What's That Bug? does not endorse extermination

Subject: Wasp?
Location: Central Michigan
July 27, 2012 10:33 pm
A quick survey brought some suggestions… one of which was an ichneumon wasp. Are we right? This guy landed of the window of our business after a nasty hail storm today in Six Lakes, Michigan.
Signature: Gina

American Pelecinid

Hi Gina,
Ichneumon Wasp is a good guess, but not correct.  This American Pelecinid is the only member of its family found in North America, and like the Ichneumon, it is a parasitic Hymenopteran.  The female uses her long abdomen to deposit eggs underground and the larvae feed upon the grubs of June Beetles.

What's That Bug? does not endorse extermination
Location: Michigan

7 Responses to American Pelecinid

  1. just_chillin says:

    I have to say, I’m happy this site exists and I now know what it is I pulled out of my hair today while driving in my car! I must admit I was screaming while doing so and believe I will have nightmares tonight, as you can see I am a wimp when it comes to bugs! What I would like to know is, are these bugs harmless and how long do they stick around? I’ve only just noticed them today…I live in Ottawa, ON Canada

    • bugman says:

      For the moment we are going to just speculate and not research. We hope your nightmares are not too severe because the American Pelecinid poses no threat to you. The female uses her long, jointed abdomen to locate the grubs of June Beetles underground and she lays an egg on or near each grub which subsequently gets eaten alive by the growing Pelecinid larva. A female Wasp that needs to locate living prey for each egg she lays usually lives long enough to lay six or seven eggs. If it is a very good year for prey, she may lay considerably more eggs. That really depends on the hunting. We are guessing, based on the duration of time that we are in receipt of letters requesting that we identify Stump Stabbers, Cicada Killers and Great Golden Digger Wasps, that female predatory, solitary wasps live up to six weeks. In a specific region, they have a limited time when they can be observed.

  2. just_chillin says:

    Thank you bugman, I appreciate the info and you have put my mind to rest! I wish now I would have taken a picture while it was sitting in the passenger seat of my car! I don’t think I will ever get over the feeling of pulling it out of my hair but at least I know they are not harmful. We did have many June beetles here this year, or so I thought but I really haven’t noticed them around for probably at least 3 weeks now. Is that an indication that these bugs will soon not have anything to reproduce with until next year?

    • bugman says:

      American Pelecinid females prey upon larval June Beetles. If there were many June Beetles this year, they probably produced many eggs and future grubs, too early for the American Pelecinid you discovered to take advantage of that bounty, however, there might be numerous grubs this year as well.

  3. PMcP says:

    The reason I am here is one of these turned up in my back yard, September 21 in Winnipeg, Manitoba, Canada.

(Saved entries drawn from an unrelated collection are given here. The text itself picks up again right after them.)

#[cfg(test)]
mod tests {
    use super::*;
    use crate::domain::Problem;

    fn qubo_for(n_entities: usize, n_slots: usize, constraint: Constraint) -> Qubo {
        Problem::builder("test", n_entities, n_slots)
            .with_constraint(constraint)
            .build()
            .unwrap()
            .build_qubo()
            .unwrap()
    }

    #[test]
    fn test_consecutive_exclusion_penalizes_adjacent_pairs() {
        let qubo = qubo_for(2, 3, Constraint::consecutive_exclusion(3.5));

        // Two (s, s+1) pairs per entity, nothing else.
        assert_eq!(qubo.len(), 4);
        assert_eq!(qubo.coefficient(0, 1), 3.5);
        assert_eq!(qubo.coefficient(1, 2), 3.5);
        assert_eq!(qubo.coefficient(3, 4), 3.5);
        assert_eq!(qubo.coefficient(4, 5), 3.5);
        assert_eq!(qubo.coefficient(0, 2), 0.0);
        assert_eq!(qubo.coefficient(0, 0), 0.0);
        assert_eq!(qubo.offset(), 0.0);
    }

    #[test]
    fn test_consecutive_exclusion_with_custom_adjacency() {
        let qubo = qubo_for(
            1,
            3,
            Constraint::consecutive_exclusion_between(2.0, vec![(0, 2)]),
        );
        assert_eq!(qubo.len(), 1);
        assert_eq!(qubo.coefficient(0, 2), 2.0);
        assert_eq!(qubo.coefficient(0, 1), 0.0);
    }

    #[test]
    fn test_slot_coverage_expansion() {
        // strength * (sum - target)^2 per slot, expanded over 2 entities.
        let qubo = qubo_for(2, 2, Constraint::slot_coverage(1.3, 1.0));

        for index in 0..4 {
            let diagonal = qubo.coefficient(index, index);
            assert!((diagonal - 1.3 * (1.0 - 2.0)).abs() < 1e-12);
        }
        // Same-slot entity pairs: (0,2) and (1,3) under row-major indexing.
        assert!((qubo.coefficient(0, 2) - 2.6).abs() < 1e-12);
        assert!((qubo.coefficient(1, 3) - 2.6).abs() < 1e-12);
        assert_eq!(qubo.coefficient(0, 1), 0.0);
        // One strength * target^2 per slot.
        assert!((qubo.offset() - 2.6).abs() < 1e-12);
    }

    #[test]
    fn test_workload_balance_groups_by_entity() {
        let qubo = qubo_for(2, 2, Constraint::workload_balance(0.3, 3.0));

        for index in 0..4 {
            let diagonal = qubo.coefficient(index, index);
            assert!((diagonal - 0.3 * (1.0 - 6.0)).abs() < 1e-12);
        }
        // Same-entity slot pairs: (0,1) and (2,3).
        assert!((qubo.coefficient(0, 1) - 0.6).abs() < 1e-12);
        assert!((qubo.coefficient(2, 3) - 0.6).abs() < 1e-12);
        assert_eq!(qubo.coefficient(0, 2), 0.0);
        assert!((qubo.offset() - 0.3 * 9.0 * 2.0).abs() < 1e-12);
    }

    #[test]
    fn test_weighted_aggregate_uses_member_weights() {
        let qubo = qubo_for(
            2,
            1,
            Constraint::slot_coverage_weighted(1.0, 4.0, vec![2.0, 3.0]),
        );

        assert!((qubo.coefficient(0, 0) - (4.0 - 16.0)).abs() < 1e-12);
        assert!((qubo.coefficient(1, 1) - (9.0 - 24.0)).abs() < 1e-12);
        assert!((qubo.coefficient(0, 1) - 12.0).abs() < 1e-12);
        assert!((qubo.offset() - 16.0).abs() < 1e-12);
    }

    #[test]
    fn test_unique_assignment_adds_once_per_pair() {
        let qubo = qubo_for(3, 2, Constraint::unique_assignment(20_000.0));

        // Three entity pairs per slot, two slots. The coefficient must be
        // the penalty exactly once, not once per grid variable.
        assert_eq!(qubo.len(), 6);
        assert_eq!(qubo.coefficient(0, 2), 20_000.0);
        assert_eq!(qubo.coefficient(0, 4), 20_000.0);
        assert_eq!(qubo.coefficient(2, 4), 20_000.0);
        assert_eq!(qubo.coefficient(1, 3), 20_000.0);
        assert_eq!(qubo.coefficient(1, 5), 20_000.0);
        assert_eq!(qubo.coefficient(3, 5), 20_000.0);
    }

    #[test]
    fn test_skill_mismatch_biases_follow_buckets() {
        // 1 senior, 3 intermediate, 2 junior over 3 hard, 4 medium, 3 easy.
        let qubo = qubo_for(
            6,
            10,
            Constraint::skill_mismatch(
                LevelBuckets::new(1, 3, 2),
                DifficultyBuckets::new(3, 4, 3),
            ),
        );

        let diag = |entity: usize, slot: usize| {
            let index = entity * 10 + slot;
            qubo.coefficient(index, index)
        };
        assert_eq!(diag(0, 0), -100.0); // senior on hard
        assert_eq!(diag(0, 9), 100_000.0); // senior on easy
        assert_eq!(diag(0, 3), 100_000.0); // senior on medium
        assert_eq!(diag(1, 0), 5_000.0); // intermediate on hard
        assert_eq!(diag(1, 3), -100.0); // intermediate on medium
        assert_eq!(diag(4, 7), -100.0); // junior on easy
        assert_eq!(diag(4, 3), 10_000.0); // junior on medium
        assert_eq!(diag(5, 0), 10_000.0); // junior on hard
    }

    #[test]
    fn test_capacity_overflow_penalizes_pairs_in_each_subset() {
        let qubo = qubo_for(1, 3, Constraint::capacity_overflow(1, 0.5));

        // Subsets of size 2 from 3 slots: each pair appears in exactly one.
        assert_eq!(qubo.len(), 3);
        assert_eq!(qubo.coefficient(0, 1), 0.5);
        assert_eq!(qubo.coefficient(0, 2), 0.5);
        assert_eq!(qubo.coefficient(1, 2), 0.5);
        assert_eq!(qubo.coefficient(0, 0), 0.0);
    }

    #[test]
    fn test_capacity_overflow_counts_containing_subsets() {
        let qubo = qubo_for(1, 4, Constraint::capacity_overflow(2, 1.0));

        // Each pair lies in C(4 - 2, 3 - 2) = 2 of the 3-subsets.
        assert_eq!(qubo.len(), 6);
        assert_eq!(qubo.coefficient(0, 1), 2.0);
        assert_eq!(qubo.coefficient(2, 3), 2.0);
    }

    #[test]
    fn test_capacity_equal_to_slot_count_encodes_nothing() {
        let qubo = qubo_for(2, 3, Constraint::capacity_overflow(3, 0.5));
        assert!(qubo.is_empty());
        assert_eq!(qubo.offset(), 0.0);
    }

    #[test]
    fn test_validation_rejects_bad_parameters() {
        let build = |n_entities, n_slots, constraint| {
            Problem::builder("bad", n_entities, n_slots)
                .with_constraint(constraint)
                .build()
        };

        assert!(matches!(
            build(2, 3, Constraint::capacity_overflow(0, 1.0)),
            Err(Error::Configuration(_))
        ));
        assert!(matches!(
            build(2, 3, Constraint::capacity_overflow(4, 1.0)),
            Err(Error::Configuration(_))
        ));
        assert!(matches!(
            build(
                2,
                3,
                Constraint::skill_mismatch(
                    LevelBuckets::new(1, 1, 1),
                    DifficultyBuckets::new(1, 1, 1)
                )
            ),
            Err(Error::Configuration(_))
        ));
        assert!(matches!(
            build(
                2,
                3,
                Constraint::slot_coverage_weighted(1.0, 1.0, vec![1.0, 1.0, 1.0])
            ),
            Err(Error::Configuration(_))
        ));
        assert!(matches!(
            build(
                2,
                3,
                Constraint::consecutive_exclusion_between(1.0, vec![(0, 3)])
            ),
            Err(Error::Configuration(_))
        ));
        assert!(matches!(
            build(
                2,
                3,
                Constraint::consecutive_exclusion_between(1.0, vec![(1, 1)])
            ),
            Err(Error::Configuration(_))
        ));
    }

    #[test]
    fn test_families_accumulate_additively() {
        let problem = Problem::builder("stacked", 2, 2)
            .with_constraint(Constraint::slot_coverage(1.3, 1.0))
            .with_constraint(Constraint::unique_assignment(100.0))
            .build()
            .unwrap();
        let qubo = problem.build_qubo().unwrap();

        // Same-slot entity pair carries coverage cross term plus uniqueness.
        assert!((qubo.coefficient(0, 2) - (2.6 + 100.0)).abs() < 1e-12);
    }

    #[test]
    fn test_encode_is_deterministic() {
        let problem = Problem::builder("repeat", 3, 5)
            .with_constraint(Constraint::consecutive_exclusion(3.5))
            .with_constraint(Constraint::slot_coverage(1.3, 1.0))
            .with_constraint(Constraint::workload_balance(0.3, 2.0))
            .with_constraint(Constraint::unique_assignment(50.0))
            .with_constraint(Constraint::capacity_overflow(2, 0.5))
            .build()
            .unwrap();

        let first = problem.build_qubo().unwrap();
        let second = problem.build_qubo().unwrap();
        assert_eq!(first, second);
        assert_eq!(
            first.terms().collect::<Vec<_>>(),
            second.terms().collect::<Vec<_>>()
        );
    }

    #[test]
    fn test_empty_constraint_list_gives_empty_model() {
        let problem = Problem::builder("empty", 2, 2).build().unwrap();
        let qubo = problem.build_qubo().unwrap();
        assert!(qubo.is_empty());
        assert_eq!(qubo.offset(), 0.0);
        assert_eq!(qubo.n_variables(), 4);
    }

    #[test]
    fn test_combinations_enumerates_lexicographically() {
        let subsets: Vec<Vec<usize>> = Combinations::new(4, 2).collect();
        assert_eq!(subsets.len(), 6);
        assert_eq!(subsets[0], vec![0, 1]);
        assert_eq!(subsets[5], vec![2, 3]);

        assert_eq!(Combinations::new(5, 3).count(), 10);
        assert_eq!(Combinations::new(3, 0).count(), 1);
        assert_eq!(Combinations::new(2, 3).count(), 0);
    }
}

    Pretty far north and pretty late in the year by the sounds of it.

    I certainly have never seen one before!

  4. T says:

    Thank goodness.
    I couldn’t find nemotodes anywhere and had major grub issues in my backyard.
    Would like to know if these pose a threat to any vegetation I might be growing.
    In particular, cucumber, tomato, peppers etc.
    Looking forward to feedback,
    As it stands now it looks as though this insect is a true blessing!!!!